Ciò che le indagini degli ultimi anni hanno rivelato è una crescente sofisticazione delle operazioni di riciclaggio di denaro, nonché il loro coinvolgimento in siti web di gioco d’azzardo online e investimenti in squadre di calcio. L’attuale indagine ha rivelato che la PCC domina la filiera della canna da zucchero, attraverso l’acquisto di aziende agricole, impianti di raffinazione, stazioni di servizio e trasporti.
I dati di cui sopra rivelano chiaramente la stretta relazione tra le imprese “tradizionali” e la criminalità organizzata. Questa realtà merita ulteriori indagini.
Da un lato, vediamo come la criminalità adotti i metodi delle grandi imprese capitaliste. Investono con la stessa logica, cercando di monopolizzare ogni settore per massimizzare i profitti. La cosiddetta criminalità organizzata fa parte del capitalismo, da cui si differenzia solo per il fatto che le sue attività non sono considerate legali, il che le consente di aumentare esponenzialmente i profitti. I metodi della criminalità sono identici a quelli dell’estrattivismo, come si può osservare nell’attività mineraria.

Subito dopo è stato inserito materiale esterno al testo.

use serde::{Deserialize, Serialize};

/// Half-open byte range into a source text.
#[derive(Debug, Clone, Copy, PartialEq, Eq, Hash, PartialOrd, Ord, Default, Serialize, Deserialize)]
pub struct Span {
    pub start: usize,
    pub end: usize,
}

impl Span {
    pub const fn new(start: usize, end: usize) -> Self {
        Self { start, end }
    }

    pub const fn empty(at: usize) -> Self {
        Self { start: at, end: at }
    }

    pub fn len(&self) -> usize {
        self.end - self.start
    }

    pub fn is_empty(&self) -> bool {
        self.start == self.end
    }

    /// Smallest span covering both.
    pub fn cover(self, other: Span) -> Span {
        Span {
            start: self.start.min(other.start),
            end: self.end.max(other.end),
        }
    }

    pub fn contains(&self, other: Span) -> bool {
        self.start <= other.start && other.end <= self.end
    }

    pub fn contains_offset(&self, offset: usize) -> bool {
        self.start <= offset && offset < self.end
    }

    pub fn text<'a>(&self, source: &'a str) -> &'a str {
        &source[self.start..self.end]
    }
}

#[derive(Debug, Clone, PartialEq, Eq, Hash, Serialize, Deserialize)]
pub struct SourceLocation {
    pub line: usize,
    pub column: usize,
    pub end_line: usize,
    pub end_column: usize,
}

impl Default for SourceLocation {
    fn default() -> Self {
        Self {
            line: 1,
            column: 1,
            end_line: 1,
            end_column: 1,
        }
    }
}

impl std::fmt::Display for SourceLocation {
    fn fmt(&self, f: &mut std::fmt::Formatter<'_>) -> std::fmt::Result {
        write!(f, "{}:{}", self.line, self.column)
    }
}

/// Maps byte offsets to 1-based line/column positions.
#[derive(Debug, Clone)]
pub struct LineIndex {
    line_starts: Vec<usize>,
    len: usize,
}

impl LineIndex {
    pub fn new(source: &str) -> Self {
        let line_starts = std::iter::once(0)
            .chain(
                source
                    .bytes()
                    .enumerate()
                    .filter(|(_, b)| *b == b'\n')
                    .map(|(i, _)| i + 1),
            )
            .collect();
        Self {
            line_starts,
            len: source.len(),
        }
    }

    /// 1-based line containing `offset`.
    pub fn line_of(&self, offset: usize) -> usize {
        let offset = offset.min(self.len);
        match self.line_starts.binary_search(&offset) {
            Ok(idx) => idx + 1,
            Err(idx) => idx,
        }
    }

    pub fn position(&self, offset: usize) -> (usize, usize) {
        let line = self.line_of(offset);
        let column = offset.min(self.len) - self.line_starts[line - 1] + 1;
        (line, column)
    }

    pub fn location(&self, span: Span) -> SourceLocation {
        let (line, column) = self.position(span.start);
        let (end_line, end_column) = self.position(span.end);
        SourceLocation {
            line,
            column,
            end_line,
            end_column,
        }
    }

    pub fn line_start(&self, line: usize) -> Option<usize> {
        line.checked_sub(1)
            .and_then(|idx| self.line_starts.get(idx).copied())
    }

    pub fn line_count(&self) -> usize {
        self.line_starts.len()
    }
}

#[cfg(test)]
mod tests {
    use super::*;

    #[test]
    fn positions_are_one_based() {
        let index = LineIndex::new("ab\ncd\n\nef");
        assert_eq!(index.position(0), (1, 1));
        assert_eq!(index.position(1), (1, 2));
        assert_eq!(index.position(3), (2, 1));
        assert_eq!(index.position(7), (4, 1));
        assert_eq!(index.line_count(), 4);
    }

    #[test]
    fn location_spans_lines() {
        let index = LineIndex::new("class A\n{\n}\n");
        let loc = index.location(Span::new(0, 11));
        assert_eq!((loc.line, loc.column), (1, 1));
        assert_eq!((loc.end_line, loc.end_column), (3, 2));
    }

    #[test]
    fn cover_and_contains() {
        let a = Span::new(2, 5);
        let b = Span::new(4, 9);
        assert_eq!(a.cover(b), Span::new(2, 9));
        assert!(Span::new(0, 10).contains(a));
        assert!(!a.contains(b));
    }
}
//! Expressions, arguments, lambdas and patterns.

use super::{children, first_of_kind, named, named_of_kind, token, Lowerer};
use crate::common::Span;
use crate::syntax::ast::*;
use tree_sitter::Node;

D’altro canto, emerge un’ampia zona grigia tra ciò che è legale e ciò che è illegale: la criminalità cerca di legalizzare il proprio capitale investendo in terreni, immobili, attività minerarie e, soprattutto, finanza, perché è il modo migliore per riciclare i propri beni. Le imprese “legali” adottano metodi di stampo mafioso evadendo le tasse (cosa che ormai è la norma in qualsiasi settore), supportate da specialisti come avvocati e notai.
Mentre la criminalità si muove verso la legalizzazione, gli imprenditori tradizionali si muovono verso l’illegalità. Entrambi cercano di corrompere giudici e politici, investire nello sport e in qualsiasi cosa permetta loro di superare le difficoltà e aumentare i profitti. Neutralizzano lo Stato o lo prendono d’assalto, comprando la benevolenza o usando minacce, a seconda della situazione.
Per tutte queste ragioni, in molte regioni, compagnie minerarie e criminalità organizzata collaborano per sfrattare le comunità che considerano un ostacolo allo sfruttamento di Madre Terra.
Se accettiamo che il capitalismo esistente sia una guerra di espropriazione contro il popolo – la “Quarta Guerra Mondiale”, come la chiamano gli zapatisti – dobbiamo anche accettare che non c’è nulla di illegale nelle guerre, poiché la legge del più forte regna. Gaza è il miglior esempio dell’evaporazione di ogni legalità, di tutta l’umanità, perché si tratta di espropriare e sfrattare il popolo palestinese per trasformare i suoi territori e le sue terre in semplici merci.
La criminalità opera esattamente allo stesso modo a Cherán, a Chicomuselo o in qualsiasi parte del mondo, perché noi, il popolo, noi esseri umani, siamo diventati un ostacolo all’infinita accumulazione di capitale. Pertanto, d’ora in poi, il genocidio sarà la norma, come lo fu durante la Conquista delle Americhe.
È un atteggiamento irresponsabile e perverso diffondere l’idea che possa esistere un “buon” capitalismo, come hanno ripetutamente affermato i presidenti progressisti di questa regione.
Come ha osservato Immanuel Wallerstein, il capitalismo è stato un’enorme battuta d’arresto per due terzi dell’umanità, donne, ragazze e ragazzi, popoli del colore della terra. Ciò che segue sono forni crematori, genocidi e i media mainstream che mascherano questa realtà.
Qualsiasi forma di politica che non avverta la gente che viviamo nell’era del genocidio, o che un genocidio è in corso altrove, la conduce al patibolo. Come ha osservato lo storico del lavoro Georges Haupt, chiunque intrattenga la gente con storie accattivanti “è criminale quanto il geografo che disegna false mappe per i navigatori”.